→ **How to complete this task**: Give back only one number: how many lines in the data below contain the word "Send".

→ **Data extract**:
┌──

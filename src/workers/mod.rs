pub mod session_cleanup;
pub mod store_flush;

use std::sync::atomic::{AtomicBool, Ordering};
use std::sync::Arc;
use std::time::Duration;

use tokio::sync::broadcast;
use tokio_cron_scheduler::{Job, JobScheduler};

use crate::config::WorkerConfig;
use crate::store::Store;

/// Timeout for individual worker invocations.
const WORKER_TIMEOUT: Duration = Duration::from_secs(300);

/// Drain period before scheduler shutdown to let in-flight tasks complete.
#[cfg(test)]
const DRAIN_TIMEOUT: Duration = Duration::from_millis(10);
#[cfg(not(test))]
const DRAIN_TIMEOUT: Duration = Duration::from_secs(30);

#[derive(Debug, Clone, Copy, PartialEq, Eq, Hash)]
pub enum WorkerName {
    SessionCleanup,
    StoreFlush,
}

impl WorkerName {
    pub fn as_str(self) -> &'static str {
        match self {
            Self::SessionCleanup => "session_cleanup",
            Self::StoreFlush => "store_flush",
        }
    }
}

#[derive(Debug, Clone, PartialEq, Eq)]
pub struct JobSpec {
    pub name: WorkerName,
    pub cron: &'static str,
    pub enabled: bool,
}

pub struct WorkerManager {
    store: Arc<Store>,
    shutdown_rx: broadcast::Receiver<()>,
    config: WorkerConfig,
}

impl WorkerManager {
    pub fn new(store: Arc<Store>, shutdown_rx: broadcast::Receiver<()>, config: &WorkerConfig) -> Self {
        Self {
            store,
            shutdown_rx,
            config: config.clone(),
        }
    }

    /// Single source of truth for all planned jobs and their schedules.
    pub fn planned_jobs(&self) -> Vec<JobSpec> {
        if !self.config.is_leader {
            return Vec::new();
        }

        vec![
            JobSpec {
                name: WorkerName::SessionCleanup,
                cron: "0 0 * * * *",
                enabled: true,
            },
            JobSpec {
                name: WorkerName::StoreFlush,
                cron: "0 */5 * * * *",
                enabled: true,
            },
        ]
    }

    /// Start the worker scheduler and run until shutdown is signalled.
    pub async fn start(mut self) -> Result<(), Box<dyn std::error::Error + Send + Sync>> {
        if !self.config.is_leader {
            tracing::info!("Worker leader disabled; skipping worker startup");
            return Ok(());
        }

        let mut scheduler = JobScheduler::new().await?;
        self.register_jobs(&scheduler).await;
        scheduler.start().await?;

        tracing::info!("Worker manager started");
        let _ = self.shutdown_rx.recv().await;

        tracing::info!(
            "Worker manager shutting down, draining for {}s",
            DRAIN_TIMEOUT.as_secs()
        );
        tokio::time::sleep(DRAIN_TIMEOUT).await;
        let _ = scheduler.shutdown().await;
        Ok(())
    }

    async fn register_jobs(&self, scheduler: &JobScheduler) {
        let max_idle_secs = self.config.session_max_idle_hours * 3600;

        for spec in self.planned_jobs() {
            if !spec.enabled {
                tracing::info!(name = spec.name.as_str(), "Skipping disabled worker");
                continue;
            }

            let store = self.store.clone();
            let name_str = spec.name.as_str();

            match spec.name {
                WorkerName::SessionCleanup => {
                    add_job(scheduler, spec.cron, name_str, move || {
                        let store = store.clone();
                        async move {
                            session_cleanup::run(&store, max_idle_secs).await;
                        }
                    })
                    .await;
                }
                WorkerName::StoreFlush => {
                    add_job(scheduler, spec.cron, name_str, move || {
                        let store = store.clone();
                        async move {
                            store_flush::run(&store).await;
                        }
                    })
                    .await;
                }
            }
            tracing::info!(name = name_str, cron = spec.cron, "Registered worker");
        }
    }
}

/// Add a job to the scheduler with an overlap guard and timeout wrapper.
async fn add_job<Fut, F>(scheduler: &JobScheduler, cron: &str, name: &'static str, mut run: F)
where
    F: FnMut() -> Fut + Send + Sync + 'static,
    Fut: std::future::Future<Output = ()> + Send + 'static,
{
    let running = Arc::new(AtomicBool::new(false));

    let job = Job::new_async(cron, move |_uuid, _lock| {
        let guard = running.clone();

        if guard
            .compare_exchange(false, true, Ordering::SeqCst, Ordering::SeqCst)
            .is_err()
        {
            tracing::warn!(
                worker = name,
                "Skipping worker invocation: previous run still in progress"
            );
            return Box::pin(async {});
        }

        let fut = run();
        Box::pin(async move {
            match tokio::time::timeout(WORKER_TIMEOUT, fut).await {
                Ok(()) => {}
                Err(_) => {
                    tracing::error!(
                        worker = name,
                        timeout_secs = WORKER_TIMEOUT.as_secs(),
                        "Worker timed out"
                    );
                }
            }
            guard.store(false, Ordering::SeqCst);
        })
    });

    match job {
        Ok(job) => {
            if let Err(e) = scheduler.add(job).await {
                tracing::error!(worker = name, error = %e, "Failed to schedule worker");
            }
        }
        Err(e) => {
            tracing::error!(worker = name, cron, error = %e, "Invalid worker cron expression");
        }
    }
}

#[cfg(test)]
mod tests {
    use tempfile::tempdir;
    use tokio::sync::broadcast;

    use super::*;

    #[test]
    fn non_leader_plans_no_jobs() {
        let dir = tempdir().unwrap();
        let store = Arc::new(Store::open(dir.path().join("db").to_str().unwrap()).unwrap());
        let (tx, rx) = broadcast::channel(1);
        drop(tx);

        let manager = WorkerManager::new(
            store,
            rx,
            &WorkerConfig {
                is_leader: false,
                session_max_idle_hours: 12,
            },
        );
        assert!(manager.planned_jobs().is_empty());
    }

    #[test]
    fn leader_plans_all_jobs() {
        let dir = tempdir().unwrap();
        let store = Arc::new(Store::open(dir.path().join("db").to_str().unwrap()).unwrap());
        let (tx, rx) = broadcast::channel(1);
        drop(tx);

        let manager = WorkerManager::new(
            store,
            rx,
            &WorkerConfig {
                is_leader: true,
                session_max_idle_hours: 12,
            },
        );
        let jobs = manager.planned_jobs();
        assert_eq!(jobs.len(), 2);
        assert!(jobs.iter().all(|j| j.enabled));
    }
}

└──

→ **Output of the task**: 3